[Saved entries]
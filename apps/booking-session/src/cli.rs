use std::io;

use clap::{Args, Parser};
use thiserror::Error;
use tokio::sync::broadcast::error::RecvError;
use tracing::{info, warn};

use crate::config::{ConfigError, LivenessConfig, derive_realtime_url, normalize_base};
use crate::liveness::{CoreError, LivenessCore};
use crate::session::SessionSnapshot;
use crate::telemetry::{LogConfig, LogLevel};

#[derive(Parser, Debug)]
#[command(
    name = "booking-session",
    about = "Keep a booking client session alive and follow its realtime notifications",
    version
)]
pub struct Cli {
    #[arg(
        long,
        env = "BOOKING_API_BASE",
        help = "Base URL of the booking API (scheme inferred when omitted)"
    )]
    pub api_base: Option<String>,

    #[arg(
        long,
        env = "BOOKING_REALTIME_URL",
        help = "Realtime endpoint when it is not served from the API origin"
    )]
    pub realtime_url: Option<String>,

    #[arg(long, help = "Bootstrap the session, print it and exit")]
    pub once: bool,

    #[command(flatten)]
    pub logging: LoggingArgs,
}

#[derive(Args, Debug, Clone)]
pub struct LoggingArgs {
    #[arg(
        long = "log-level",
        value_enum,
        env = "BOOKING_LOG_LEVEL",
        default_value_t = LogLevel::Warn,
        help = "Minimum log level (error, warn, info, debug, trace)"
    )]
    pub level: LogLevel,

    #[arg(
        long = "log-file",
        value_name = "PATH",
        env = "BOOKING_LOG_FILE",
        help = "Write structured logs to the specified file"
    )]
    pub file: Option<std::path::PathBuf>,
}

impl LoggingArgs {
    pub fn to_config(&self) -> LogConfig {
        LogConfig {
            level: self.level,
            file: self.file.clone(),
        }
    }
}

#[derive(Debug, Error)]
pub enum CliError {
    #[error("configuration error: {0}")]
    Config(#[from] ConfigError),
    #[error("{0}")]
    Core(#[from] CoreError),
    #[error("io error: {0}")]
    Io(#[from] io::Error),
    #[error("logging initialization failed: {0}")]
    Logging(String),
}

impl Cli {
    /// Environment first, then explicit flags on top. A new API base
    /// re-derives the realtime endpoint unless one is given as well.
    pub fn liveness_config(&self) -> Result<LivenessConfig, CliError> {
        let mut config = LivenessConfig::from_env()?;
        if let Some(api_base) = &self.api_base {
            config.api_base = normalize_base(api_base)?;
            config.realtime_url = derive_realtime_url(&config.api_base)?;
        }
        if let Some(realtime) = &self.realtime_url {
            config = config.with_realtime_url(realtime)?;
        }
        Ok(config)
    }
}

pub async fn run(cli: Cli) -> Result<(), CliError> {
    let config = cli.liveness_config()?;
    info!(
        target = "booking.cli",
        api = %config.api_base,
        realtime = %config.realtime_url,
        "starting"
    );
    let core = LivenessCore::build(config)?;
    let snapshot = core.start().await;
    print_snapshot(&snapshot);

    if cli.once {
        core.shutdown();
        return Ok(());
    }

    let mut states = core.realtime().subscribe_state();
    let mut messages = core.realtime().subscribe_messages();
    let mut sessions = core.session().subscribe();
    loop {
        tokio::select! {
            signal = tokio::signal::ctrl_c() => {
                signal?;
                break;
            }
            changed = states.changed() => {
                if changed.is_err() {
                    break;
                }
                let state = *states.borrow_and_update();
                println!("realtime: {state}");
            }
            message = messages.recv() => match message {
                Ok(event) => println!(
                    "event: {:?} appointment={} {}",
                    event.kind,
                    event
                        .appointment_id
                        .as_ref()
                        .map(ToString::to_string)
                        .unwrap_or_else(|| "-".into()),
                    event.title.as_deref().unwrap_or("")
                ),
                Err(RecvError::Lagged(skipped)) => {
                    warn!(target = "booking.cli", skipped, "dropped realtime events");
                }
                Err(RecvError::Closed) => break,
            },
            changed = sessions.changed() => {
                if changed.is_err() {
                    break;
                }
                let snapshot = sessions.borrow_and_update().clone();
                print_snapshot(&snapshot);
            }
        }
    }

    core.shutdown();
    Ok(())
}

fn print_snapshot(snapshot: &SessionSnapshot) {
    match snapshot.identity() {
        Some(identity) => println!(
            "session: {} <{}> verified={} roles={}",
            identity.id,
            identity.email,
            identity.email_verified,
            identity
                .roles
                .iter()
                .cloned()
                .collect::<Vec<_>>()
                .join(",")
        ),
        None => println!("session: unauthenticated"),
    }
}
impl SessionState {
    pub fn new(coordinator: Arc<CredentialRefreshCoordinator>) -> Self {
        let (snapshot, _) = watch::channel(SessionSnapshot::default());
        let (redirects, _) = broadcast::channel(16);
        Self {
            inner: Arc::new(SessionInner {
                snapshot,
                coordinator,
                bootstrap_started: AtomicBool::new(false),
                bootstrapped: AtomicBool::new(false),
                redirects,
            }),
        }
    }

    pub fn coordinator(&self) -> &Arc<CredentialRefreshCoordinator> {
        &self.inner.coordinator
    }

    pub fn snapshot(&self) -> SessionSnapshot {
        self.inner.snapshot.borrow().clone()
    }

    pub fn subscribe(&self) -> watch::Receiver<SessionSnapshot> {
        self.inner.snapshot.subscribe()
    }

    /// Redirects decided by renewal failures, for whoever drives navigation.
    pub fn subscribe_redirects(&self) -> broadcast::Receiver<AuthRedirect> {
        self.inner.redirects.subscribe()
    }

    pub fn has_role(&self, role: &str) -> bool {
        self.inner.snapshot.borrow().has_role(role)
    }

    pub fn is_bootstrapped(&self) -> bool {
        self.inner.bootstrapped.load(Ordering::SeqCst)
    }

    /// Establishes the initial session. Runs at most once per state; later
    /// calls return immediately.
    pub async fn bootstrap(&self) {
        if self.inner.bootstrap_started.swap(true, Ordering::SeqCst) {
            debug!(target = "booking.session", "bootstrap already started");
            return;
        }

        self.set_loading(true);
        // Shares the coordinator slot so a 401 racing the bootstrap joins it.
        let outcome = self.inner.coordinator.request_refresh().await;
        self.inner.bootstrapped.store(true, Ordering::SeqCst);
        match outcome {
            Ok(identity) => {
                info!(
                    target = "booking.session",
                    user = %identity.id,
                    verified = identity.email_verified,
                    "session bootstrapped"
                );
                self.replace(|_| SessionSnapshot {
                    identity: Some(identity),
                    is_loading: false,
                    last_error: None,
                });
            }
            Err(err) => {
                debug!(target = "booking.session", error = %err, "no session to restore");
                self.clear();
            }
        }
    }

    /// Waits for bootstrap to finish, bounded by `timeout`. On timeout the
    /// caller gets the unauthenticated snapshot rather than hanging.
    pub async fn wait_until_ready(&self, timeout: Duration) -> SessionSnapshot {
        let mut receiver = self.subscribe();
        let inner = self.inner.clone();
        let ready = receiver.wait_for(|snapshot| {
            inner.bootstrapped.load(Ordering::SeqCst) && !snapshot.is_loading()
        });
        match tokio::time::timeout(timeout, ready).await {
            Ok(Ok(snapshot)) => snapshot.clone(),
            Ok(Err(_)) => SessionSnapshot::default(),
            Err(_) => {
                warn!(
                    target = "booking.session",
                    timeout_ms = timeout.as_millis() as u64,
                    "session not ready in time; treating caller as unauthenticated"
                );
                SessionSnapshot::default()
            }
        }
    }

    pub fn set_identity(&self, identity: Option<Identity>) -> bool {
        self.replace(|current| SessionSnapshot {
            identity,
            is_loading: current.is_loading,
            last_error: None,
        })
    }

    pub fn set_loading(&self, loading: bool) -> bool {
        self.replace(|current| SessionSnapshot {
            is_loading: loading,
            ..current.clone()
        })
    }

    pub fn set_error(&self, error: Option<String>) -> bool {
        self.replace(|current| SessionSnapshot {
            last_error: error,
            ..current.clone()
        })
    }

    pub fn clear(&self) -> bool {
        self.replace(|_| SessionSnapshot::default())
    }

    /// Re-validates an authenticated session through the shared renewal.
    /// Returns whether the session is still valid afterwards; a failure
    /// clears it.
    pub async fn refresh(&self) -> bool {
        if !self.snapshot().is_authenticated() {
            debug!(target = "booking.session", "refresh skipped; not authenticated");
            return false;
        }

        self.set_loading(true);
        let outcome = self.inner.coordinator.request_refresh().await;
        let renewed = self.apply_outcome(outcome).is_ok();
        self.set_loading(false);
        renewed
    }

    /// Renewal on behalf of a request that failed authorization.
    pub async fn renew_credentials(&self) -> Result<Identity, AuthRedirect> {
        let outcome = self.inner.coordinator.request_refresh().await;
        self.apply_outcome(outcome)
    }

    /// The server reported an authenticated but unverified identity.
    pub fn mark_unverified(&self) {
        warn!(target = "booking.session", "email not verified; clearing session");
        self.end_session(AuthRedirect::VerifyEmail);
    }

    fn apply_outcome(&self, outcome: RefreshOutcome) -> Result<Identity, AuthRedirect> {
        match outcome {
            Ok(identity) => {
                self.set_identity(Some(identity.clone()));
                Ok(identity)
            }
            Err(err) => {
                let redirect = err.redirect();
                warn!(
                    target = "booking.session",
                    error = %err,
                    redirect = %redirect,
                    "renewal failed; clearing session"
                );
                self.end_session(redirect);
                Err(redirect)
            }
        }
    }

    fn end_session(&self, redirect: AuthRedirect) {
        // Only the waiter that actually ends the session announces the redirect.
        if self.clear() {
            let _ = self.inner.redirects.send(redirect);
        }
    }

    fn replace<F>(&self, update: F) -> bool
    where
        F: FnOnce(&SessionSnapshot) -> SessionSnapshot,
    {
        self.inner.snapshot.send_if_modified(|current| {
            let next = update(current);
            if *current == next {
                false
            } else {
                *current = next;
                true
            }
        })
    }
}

## Problem description:
Reply with nothing but a number. State how many lines in the records hold the word "false".

## Reply to the task:
6